Task directions: Copy each entry as written.
---------- Recorded data ----------
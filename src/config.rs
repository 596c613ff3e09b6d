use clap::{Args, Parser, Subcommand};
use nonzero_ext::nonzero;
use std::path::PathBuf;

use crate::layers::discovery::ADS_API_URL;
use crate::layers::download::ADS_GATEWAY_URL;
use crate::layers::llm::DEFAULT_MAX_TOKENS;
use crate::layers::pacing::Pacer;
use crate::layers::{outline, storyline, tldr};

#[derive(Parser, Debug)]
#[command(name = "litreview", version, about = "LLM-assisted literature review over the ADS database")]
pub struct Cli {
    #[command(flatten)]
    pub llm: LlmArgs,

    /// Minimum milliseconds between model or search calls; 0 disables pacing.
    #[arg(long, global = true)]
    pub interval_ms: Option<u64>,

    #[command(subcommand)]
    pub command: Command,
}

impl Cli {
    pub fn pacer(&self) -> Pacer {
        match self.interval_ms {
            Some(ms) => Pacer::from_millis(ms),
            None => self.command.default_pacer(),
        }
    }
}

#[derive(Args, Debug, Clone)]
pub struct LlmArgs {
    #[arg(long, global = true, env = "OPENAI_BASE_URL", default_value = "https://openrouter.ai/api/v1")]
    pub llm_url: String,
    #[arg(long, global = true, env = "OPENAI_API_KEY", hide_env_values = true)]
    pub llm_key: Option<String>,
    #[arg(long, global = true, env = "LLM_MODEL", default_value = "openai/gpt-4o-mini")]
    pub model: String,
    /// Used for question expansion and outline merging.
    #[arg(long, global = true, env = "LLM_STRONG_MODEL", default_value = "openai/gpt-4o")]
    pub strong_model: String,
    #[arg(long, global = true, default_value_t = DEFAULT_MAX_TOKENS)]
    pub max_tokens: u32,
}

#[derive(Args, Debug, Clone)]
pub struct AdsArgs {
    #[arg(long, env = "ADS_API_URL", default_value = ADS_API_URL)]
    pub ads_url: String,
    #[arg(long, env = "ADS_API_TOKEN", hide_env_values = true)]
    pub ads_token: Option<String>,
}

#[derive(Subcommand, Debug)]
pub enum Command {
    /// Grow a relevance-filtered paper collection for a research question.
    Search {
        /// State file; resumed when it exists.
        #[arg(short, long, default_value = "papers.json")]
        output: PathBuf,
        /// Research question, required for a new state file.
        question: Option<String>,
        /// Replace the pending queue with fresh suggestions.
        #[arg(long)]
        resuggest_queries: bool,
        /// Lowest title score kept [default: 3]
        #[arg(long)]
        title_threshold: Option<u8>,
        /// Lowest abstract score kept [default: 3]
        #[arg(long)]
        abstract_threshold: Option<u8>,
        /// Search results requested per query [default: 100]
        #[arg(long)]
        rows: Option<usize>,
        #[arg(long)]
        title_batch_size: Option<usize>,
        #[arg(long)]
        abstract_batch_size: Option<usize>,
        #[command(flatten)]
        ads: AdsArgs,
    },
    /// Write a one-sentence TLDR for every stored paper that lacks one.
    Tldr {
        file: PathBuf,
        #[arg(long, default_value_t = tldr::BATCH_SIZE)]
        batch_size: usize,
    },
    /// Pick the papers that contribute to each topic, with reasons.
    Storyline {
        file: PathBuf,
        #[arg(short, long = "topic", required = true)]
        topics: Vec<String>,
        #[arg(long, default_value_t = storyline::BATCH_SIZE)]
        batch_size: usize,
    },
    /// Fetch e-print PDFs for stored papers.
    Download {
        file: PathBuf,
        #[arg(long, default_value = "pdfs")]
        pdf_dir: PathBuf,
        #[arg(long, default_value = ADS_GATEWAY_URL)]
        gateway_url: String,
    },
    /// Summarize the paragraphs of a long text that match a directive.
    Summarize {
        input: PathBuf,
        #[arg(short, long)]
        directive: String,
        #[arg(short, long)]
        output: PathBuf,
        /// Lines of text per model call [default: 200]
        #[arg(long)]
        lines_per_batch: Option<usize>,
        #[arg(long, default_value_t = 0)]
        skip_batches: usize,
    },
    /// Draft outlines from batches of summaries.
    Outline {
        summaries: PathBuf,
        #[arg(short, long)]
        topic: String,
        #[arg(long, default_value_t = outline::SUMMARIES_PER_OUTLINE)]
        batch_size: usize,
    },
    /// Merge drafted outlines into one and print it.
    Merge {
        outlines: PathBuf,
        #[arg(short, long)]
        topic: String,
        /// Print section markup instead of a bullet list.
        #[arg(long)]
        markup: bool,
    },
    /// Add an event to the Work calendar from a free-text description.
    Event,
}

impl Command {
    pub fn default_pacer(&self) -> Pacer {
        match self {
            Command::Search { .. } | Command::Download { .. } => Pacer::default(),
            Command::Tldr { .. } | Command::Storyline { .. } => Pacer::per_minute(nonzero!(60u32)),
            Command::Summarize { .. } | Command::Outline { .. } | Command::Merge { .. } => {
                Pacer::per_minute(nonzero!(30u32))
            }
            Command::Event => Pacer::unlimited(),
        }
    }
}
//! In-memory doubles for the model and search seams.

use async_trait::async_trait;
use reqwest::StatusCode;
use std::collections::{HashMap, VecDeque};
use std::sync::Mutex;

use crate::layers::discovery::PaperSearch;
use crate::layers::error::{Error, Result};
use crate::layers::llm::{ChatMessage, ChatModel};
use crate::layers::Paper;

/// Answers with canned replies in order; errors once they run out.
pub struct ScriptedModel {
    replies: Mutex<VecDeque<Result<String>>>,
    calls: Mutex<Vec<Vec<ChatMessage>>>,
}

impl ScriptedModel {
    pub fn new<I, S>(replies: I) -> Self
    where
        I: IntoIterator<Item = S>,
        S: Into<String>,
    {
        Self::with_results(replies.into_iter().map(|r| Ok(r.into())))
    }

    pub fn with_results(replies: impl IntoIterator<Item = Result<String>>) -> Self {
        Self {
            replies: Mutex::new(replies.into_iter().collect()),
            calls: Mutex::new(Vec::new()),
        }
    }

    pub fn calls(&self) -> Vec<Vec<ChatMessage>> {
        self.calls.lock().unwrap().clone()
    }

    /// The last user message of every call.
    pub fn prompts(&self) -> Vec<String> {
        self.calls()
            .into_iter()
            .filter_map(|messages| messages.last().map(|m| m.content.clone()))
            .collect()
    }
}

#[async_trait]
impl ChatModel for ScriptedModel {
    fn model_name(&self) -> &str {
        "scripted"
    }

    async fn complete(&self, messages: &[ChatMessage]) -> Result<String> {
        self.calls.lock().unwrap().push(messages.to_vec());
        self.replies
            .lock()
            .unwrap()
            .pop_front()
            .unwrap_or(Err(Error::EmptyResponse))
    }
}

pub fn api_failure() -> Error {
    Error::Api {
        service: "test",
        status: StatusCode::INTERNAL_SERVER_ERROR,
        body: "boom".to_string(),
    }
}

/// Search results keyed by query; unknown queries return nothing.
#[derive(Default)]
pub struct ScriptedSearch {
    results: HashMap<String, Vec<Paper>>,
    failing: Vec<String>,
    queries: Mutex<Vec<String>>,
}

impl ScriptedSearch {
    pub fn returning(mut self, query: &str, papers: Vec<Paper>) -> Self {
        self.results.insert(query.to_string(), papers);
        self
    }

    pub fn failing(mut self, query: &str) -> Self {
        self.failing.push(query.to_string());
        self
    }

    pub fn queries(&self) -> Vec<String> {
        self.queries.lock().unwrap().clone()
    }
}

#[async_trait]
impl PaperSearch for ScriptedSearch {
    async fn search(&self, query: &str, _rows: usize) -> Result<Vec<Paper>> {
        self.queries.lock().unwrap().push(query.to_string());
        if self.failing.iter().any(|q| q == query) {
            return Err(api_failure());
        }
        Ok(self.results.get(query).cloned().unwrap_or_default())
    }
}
----------
Result of the task:
filename src/config.rs
repository 596c613ff3e09b6d
use clap::{Args, Parser, Subcommand};
use nonzero_ext::nonzero;
use std::path::PathBuf;

use crate::layers::discovery::ADS_API_URL;
use crate::layers::download::ADS_GATEWAY_URL;
use crate::layers::llm::DEFAULT_MAX_TOKENS;
use crate::layers::pacing::Pacer;
use crate::layers::{outline, storyline, tldr};

#[derive(Parser, Debug)]
#[command(name = "litreview", version, about = "LLM-assisted literature review over the ADS database")]
pub struct Cli {
    #[command(flatten)]
    pub llm: LlmArgs,

    /// Minimum milliseconds between model or search calls; 0 disables pacing.
    #[arg(long, global = true)]
    pub interval_ms: Option<u64>,

    #[command(subcommand)]
    pub command: Command,
}

impl Cli {
    pub fn pacer(&self) -> Pacer {
        match self.interval_ms {
            Some(ms) => Pacer::from_millis(ms),
            None => self.command.default_pacer(),
        }
    }
}

#[derive(Args, Debug, Clone)]
pub struct LlmArgs {
    #[arg(long, global = true, env = "OPENAI_BASE_URL", default_value = "https://openrouter.ai/api/v1")]
    pub llm_url: String,
    #[arg(long, global = true, env = "OPENAI_API_KEY", hide_env_values = true)]
    pub llm_key: Option<String>,
    #[arg(long, global = true, env = "LLM_MODEL", default_value = "openai/gpt-4o-mini")]
    pub model: String,
    /// Used for question expansion and outline merging.
    #[arg(long, global = true, env = "LLM_STRONG_MODEL", default_value = "openai/gpt-4o")]
    pub strong_model: String,
    #[arg(long, global = true, default_value_t = DEFAULT_MAX_TOKENS)]
    pub max_tokens: u32,
}

#[derive(Args, Debug, Clone)]
pub struct AdsArgs {
    #[arg(long, env = "ADS_API_URL", default_value = ADS_API_URL)]
    pub ads_url: String,
    #[arg(long, env = "ADS_API_TOKEN", hide_env_values = true)]
    pub ads_token: Option<String>,
}

#[derive(Subcommand, Debug)]
pub enum Command {
    /// Grow a relevance-filtered paper collection for a research question.
    Search {
        /// State file; resumed when it exists.
        #[arg(short, long, default_value = "papers.json")]
        output: PathBuf,
        /// Research question, required for a new state file.
        question: Option<String>,
        /// Replace the pending queue with fresh suggestions.
        #[arg(long)]
        resuggest_queries: bool,
        /// Lowest title score kept [default: 3]
        #[arg(long)]
        title_threshold: Option<u8>,
        /// Lowest abstract score kept [default: 3]
        #[arg(long)]
        abstract_threshold: Option<u8>,
        /// Search results requested per query [default: 100]
        #[arg(long)]
        rows: Option<usize>,
        #[arg(long)]
        title_batch_size: Option<usize>,
        #[arg(long)]
        abstract_batch_size: Option<usize>,
        #[command(flatten)]
        ads: AdsArgs,
    },
    /// Write a one-sentence TLDR for every stored paper that lacks one.
    Tldr {
        file: PathBuf,
        #[arg(long, default_value_t = tldr::BATCH_SIZE)]
        batch_size: usize,
    },
    /// Pick the papers that contribute to each topic, with reasons.
    Storyline {
        file: PathBuf,
        #[arg(short, long = "topic", required = true)]
        topics: Vec<String>,
        #[arg(long, default_value_t = storyline::BATCH_SIZE)]
        batch_size: usize,
    },
    /// Fetch e-print PDFs for stored papers.
    Download {
        file: PathBuf,
        #[arg(long, default_value = "pdfs")]
        pdf_dir: PathBuf,
        #[arg(long, default_value = ADS_GATEWAY_URL)]
        gateway_url: String,
    },
    /// Summarize the paragraphs of a long text that match a directive.
    Summarize {
        input: PathBuf,
        #[arg(short, long)]
        directive: String,
        #[arg(short, long)]
        output: PathBuf,
        /// Lines of text per model call [default: 200]
        #[arg(long)]
        lines_per_batch: Option<usize>,
        #[arg(long, default_value_t = 0)]
        skip_batches: usize,
    },
    /// Draft outlines from batches of summaries.
    Outline {
        summaries: PathBuf,
        #[arg(short, long)]
        topic: String,
        #[arg(long, default_value_t = outline::SUMMARIES_PER_OUTLINE)]
        batch_size: usize,
    },
    /// Merge drafted outlines into one and print it.
    Merge {
        outlines: PathBuf,
        #[arg(short, long)]
        topic: String,
        /// Print section markup instead of a bullet list.
        #[arg(long)]
        markup: bool,
    },
    /// Add an event to the Work calendar from a free-text description.
    Event,
}

impl Command {
    pub fn default_pacer(&self) -> Pacer {
        match self {
            Command::Search { .. } | Command::Download { .. } => Pacer::default(),
            Command::Tldr { .. } | Command::Storyline { .. } => Pacer::per_minute(nonzero!(60u32)),
            Command::Summarize { .. } | Command::Outline { .. } | Command::Merge { .. } => {
                Pacer::per_minute(nonzero!(30u32))
            }
            Command::Event => Pacer::unlimited(),
        }
    }
}
//! In-memory doubles for the model and search seams.

use async_trait::async_trait;
use reqwest::StatusCode;
use std::collections::{HashMap, VecDeque};
use std::sync::Mutex;

use crate::layers::discovery::PaperSearch;
use crate::layers::error::{Error, Result};
use crate::layers::llm::{ChatMessage, ChatModel};
use crate::layers::Paper;

/// Answers with canned replies in order; errors once they run out.
pub struct ScriptedModel {
    replies: Mutex<VecDeque<Result<String>>>,
    calls: Mutex<Vec<Vec<ChatMessage>>>,
}

impl ScriptedModel {
    pub fn new<I, S>(replies: I) -> Self
    where
        I: IntoIterator<Item = S>,
        S: Into<String>,
    {
        Self::with_results(replies.into_iter().map(|r| Ok(r.into())))
    }

    pub fn with_results(replies: impl IntoIterator<Item = Result<String>>) -> Self {
        Self {
            replies: Mutex::new(replies.into_iter().collect()),
            calls: Mutex::new(Vec::new()),
        }
    }

    pub fn calls(&self) -> Vec<Vec<ChatMessage>> {
        self.calls.lock().unwrap().clone()
    }

    /// The last user message of every call.
    pub fn prompts(&self) -> Vec<String> {
        self.calls()
            .into_iter()
            .filter_map(|messages| messages.last().map(|m| m.content.clone()))
            .collect()
    }
}

#[async_trait]
impl ChatModel for ScriptedModel {
    fn model_name(&self) -> &str {
        "scripted"
    }

    async fn complete(&self, messages: &[ChatMessage]) -> Result<String> {
        self.calls.lock().unwrap().push(messages.to_vec());
        self.replies
            .lock()
            .unwrap()
            .pop_front()
            .unwrap_or(Err(Error::EmptyResponse))
    }
}

pub fn api_failure() -> Error {
    Error::Api {
        service: "test",
        status: StatusCode::INTERNAL_SERVER_ERROR,
        body: "boom".to_string(),
    }
}

/// Search results keyed by query; unknown queries return nothing.
#[derive(Default)]
pub struct ScriptedSearch {
    results: HashMap<String, Vec<Paper>>,
    failing: Vec<String>,
    queries: Mutex<Vec<String>>,
}

impl ScriptedSearch {
    pub fn returning(mut self, query: &str, papers: Vec<Paper>) -> Self {
        self.results.insert(query.to_string(), papers);
        self
    }

    pub fn failing(mut self, query: &str) -> Self {
        self.failing.push(query.to_string());
        self
    }

    pub fn queries(&self) -> Vec<String> {
        self.queries.lock().unwrap().clone()
    }
}

#[async_trait]
impl PaperSearch for ScriptedSearch {
    async fn search(&self, query: &str, _rows: usize) -> Result<Vec<Paper>> {
        self.queries.lock().unwrap().push(query.to_string());
        if self.failing.iter().any(|q| q == query) {
            return Err(api_failure());
        }
        Ok(self.results.get(query).cloned().unwrap_or_default())
    }
}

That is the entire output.